Ainda sobre a mesma questão, as outras duas professoras fizeram as seguintes afirmações:

Ele é capaz de aprender. Agora é uma coisa muito lenta. Justamente, eu acho mais pela falha do professor do que mesmo dele. No caso, eu me incluo (Solange) (grifo nosso).

A gente sabe que a parte pedagógica pra eles é lenta, né? Ou muito, muito lenta. É totalmente diferente de uma criança normal a questão do conhecimento pra ele, mas a gente trabalha muuuuito a questão da socialização dele (Jeane) (grifo nosso).

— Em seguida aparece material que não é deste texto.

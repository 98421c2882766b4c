//! Shopping cart aggregate.

use chrono::{DateTime, Duration, Utc};
use common::{CartId, CustomerId, ProductId};
use serde::{Deserialize, Serialize};
use thiserror::Error;

use crate::coupon::{Coupon, CouponError};
use crate::money::Money;
use crate::product::ProductSnapshot;

/// Upper bound on the quantity of a single cart line.
pub const MAX_LINE_QUANTITY: u32 = 99;

/// Lifetime of a guest cart after its last creation.
pub const GUEST_CART_TTL: Duration = Duration::days(7);

/// Errors raised by cart operations.
#[derive(Debug, Error, PartialEq, Eq)]
pub enum CartError {
    /// Quantity must be between 1 and [`MAX_LINE_QUANTITY`].
    #[error("Invalid quantity: {quantity} (must be between 1 and {MAX_LINE_QUANTITY})")]
    InvalidQuantity { quantity: u32 },

    /// No line exists for the given product.
    #[error("No cart line for product {product_id}")]
    LineNotFound { product_id: ProductId },

    /// The submitted coupon was rejected.
    #[error(transparent)]
    Coupon(#[from] CouponError),
}

/// Who a cart belongs to: a signed-in customer or a guest session.
#[derive(Debug, Clone, PartialEq, Eq, Hash, Serialize, Deserialize)]
#[serde(rename_all = "lowercase")]
pub enum CartOwner {
    Customer(CustomerId),
    Guest(String),
}

impl std::fmt::Display for CartOwner {
    fn fmt(&self, f: &mut std::fmt::Formatter<'_>) -> std::fmt::Result {
        match self {
            CartOwner::Customer(id) => write!(f, "customer:{id}"),
            CartOwner::Guest(session) => write!(f, "guest:{session}"),
        }
    }
}

/// One product in a cart.
///
/// `unit_price` is the effective price captured when the line was
/// created and is never re-derived from the live product, so totals
/// stay stable while the customer shops.
#[derive(Debug, Clone, PartialEq, Eq, Serialize, Deserialize)]
pub struct CartLine {
    pub product_id: ProductId,
    pub title: String,
    pub quantity: u32,
    pub unit_price: Money,
}

impl CartLine {
    pub fn line_total(&self) -> Money {
        self.unit_price.multiply(self.quantity)
    }
}

/// Totals for a cart as currently composed.
#[derive(Debug, Clone, Copy, PartialEq, Eq, Serialize)]
pub struct CartTotals {
    pub subtotal: Money,
    pub discount: Money,
    pub total: Money,
}

/// A mutable collection of lines plus an optional applied coupon.
///
/// Lines are kept in insertion order, one per distinct product;
/// re-adding a product merges into its existing line.
#[derive(Debug, Clone, PartialEq, Eq, Serialize, Deserialize)]
pub struct Cart {
    id: CartId,
    owner: CartOwner,
    lines: Vec<CartLine>,
    coupon_code: Option<String>,
    expires_at: Option<DateTime<Utc>>,
    created_at: DateTime<Utc>,
    updated_at: DateTime<Utc>,
}

impl Cart {
    /// Creates an empty cart for a signed-in customer. Customer carts
    /// do not expire.
    pub fn for_customer(customer_id: CustomerId, now: DateTime<Utc>) -> Self {
        Self::new(CartOwner::Customer(customer_id), None, now)
    }

    /// Creates an empty guest cart that expires after
    /// [`GUEST_CART_TTL`].
    pub fn for_guest(session: impl Into<String>, now: DateTime<Utc>) -> Self {
        Self::new(CartOwner::Guest(session.into()), Some(now + GUEST_CART_TTL), now)
    }

    fn new(owner: CartOwner, expires_at: Option<DateTime<Utc>>, now: DateTime<Utc>) -> Self {
        Self {
            id: CartId::new(),
            owner,
            lines: Vec::new(),
            coupon_code: None,
            expires_at,
            created_at: now,
            updated_at: now,
        }
    }

    pub fn id(&self) -> CartId {
        self.id
    }

    pub fn owner(&self) -> &CartOwner {
        &self.owner
    }

    pub fn lines(&self) -> &[CartLine] {
        &self.lines
    }

    pub fn line(&self, product_id: ProductId) -> Option<&CartLine> {
        self.lines.iter().find(|l| l.product_id == product_id)
    }

    pub fn coupon_code(&self) -> Option<&str> {
        self.coupon_code.as_deref()
    }

    pub fn expires_at(&self) -> Option<DateTime<Utc>> {
        self.expires_at
    }

    pub fn created_at(&self) -> DateTime<Utc> {
        self.created_at
    }

    pub fn is_empty(&self) -> bool {
        self.lines.is_empty()
    }

    /// True when a guest cart has outlived its TTL.
    pub fn is_expired(&self, now: DateTime<Utc>) -> bool {
        self.expires_at.is_some_and(|at| now > at)
    }

    /// Adds `qty` units of a product.
    ///
    /// An existing line keeps its originally captured unit price and
    /// grows by `qty`, capped at [`MAX_LINE_QUANTITY`]; a new line
    /// captures the product's current effective price.
    pub fn add_item(
        &mut self,
        product: &ProductSnapshot,
        qty: u32,
        now: DateTime<Utc>,
    ) -> Result<(), CartError> {
        if qty == 0 {
            return Err(CartError::InvalidQuantity { quantity: qty });
        }

        match self.lines.iter_mut().find(|l| l.product_id == product.id) {
            Some(line) => {
                line.quantity = (line.quantity + qty).min(MAX_LINE_QUANTITY);
            }
            None => {
                self.lines.push(CartLine {
                    product_id: product.id,
                    title: product.title.clone(),
                    quantity: qty.min(MAX_LINE_QUANTITY),
                    unit_price: product.effective_price(),
                });
            }
        }
        self.updated_at = now;
        Ok(())
    }

    /// Sets a line's quantity. Zero removes the line; quantities above
    /// [`MAX_LINE_QUANTITY`] are rejected.
    pub fn update_item(
        &mut self,
        product_id: ProductId,
        qty: u32,
        now: DateTime<Utc>,
    ) -> Result<(), CartError> {
        if qty > MAX_LINE_QUANTITY {
            return Err(CartError::InvalidQuantity { quantity: qty });
        }
        if qty == 0 {
            return self.remove_item(product_id, now);
        }

        let line = self
            .lines
            .iter_mut()
            .find(|l| l.product_id == product_id)
            .ok_or(CartError::LineNotFound { product_id })?;
        line.quantity = qty;
        self.updated_at = now;
        Ok(())
    }

    /// Removes a product's line.
    pub fn remove_item(
        &mut self,
        product_id: ProductId,
        now: DateTime<Utc>,
    ) -> Result<(), CartError> {
        let before = self.lines.len();
        self.lines.retain(|l| l.product_id != product_id);
        if self.lines.len() == before {
            return Err(CartError::LineNotFound { product_id });
        }
        self.updated_at = now;
        Ok(())
    }

    /// Empties the cart and detaches any coupon.
    pub fn clear(&mut self, now: DateTime<Utc>) {
        self.lines.clear();
        self.coupon_code = None;
        self.updated_at = now;
    }

    /// Attaches a coupon after validating it against the current
    /// subtotal. Re-applying replaces the previous code; discounts
    /// never stack.
    pub fn apply_coupon(&mut self, coupon: &Coupon, now: DateTime<Utc>) -> Result<(), CartError> {
        coupon.check_applicable(self.subtotal(), now)?;
        self.coupon_code = Some(coupon.code().to_string());
        self.updated_at = now;
        Ok(())
    }

    /// Detaches the applied coupon, if any.
    pub fn remove_coupon(&mut self, now: DateTime<Utc>) {
        self.coupon_code = None;
        self.updated_at = now;
    }

    /// Sum of line totals at their captured unit prices.
    pub fn subtotal(&self) -> Money {
        self.lines.iter().map(CartLine::line_total).sum()
    }

    /// Computes subtotal, discount and total. The caller supplies the
    /// coupon resolved from [`Cart::coupon_code`], if any.
    pub fn totals(&self, coupon: Option<&Coupon>, now: DateTime<Utc>) -> CartTotals {
        let subtotal = self.subtotal();
        let discount = coupon
            .map(|c| c.discount_for(subtotal, now))
            .unwrap_or_default();
        CartTotals {
            subtotal,
            discount,
            total: subtotal.saturating_sub(discount),
        }
    }
}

Podemos observar que a professora Solange aborda a dificuldade de aprendizagem da aluna surda como decorrência do despreparo do professor. Nesse caso, ela reconhece que a escola e os profissionais que nela atuam, especialmente os professores, podem contribuir para a quebra de barreiras que se colocam diante da aprendizagem dos alunos surdos. Tal colocação é indicativa de uma postura positiva que se contrapõe àquela que durante muito tempo procurou explicar as barreiras para a aprendizagem, sob a ótica das características do aprendiz, sendo as suas condições orgânicas e psicossociais os principais obstáculos responsáveis pelo insucesso dele na escola.

Na compreensão de Carvalho (2004), pensar sob esse prisma não implica deixar de considerar as condições do educando, negando a relevância do seu desenvolvimento orgânico e psicológico. Entretanto, o que se faz necessário é deixar de atribuir ao aluno o papel de “vilão” e passar a considerar todos os fatores que de algum modo estão relacionados à sua aprendizagem e que interferem na prática pedagógica.

Já o depoimento da professora Jeane revela uma baixa expectativa sobre a possibilidade de aprendizagem de tais alunos. Ao colocar a ênfase na questão da socialização,

deixa transparecer a idéia de que o máximo que a escola pode fazer por esses alunos é favorecer a sua integração em um grupo para que compartilhem de algumas experiências que são comuns aos demais alunos.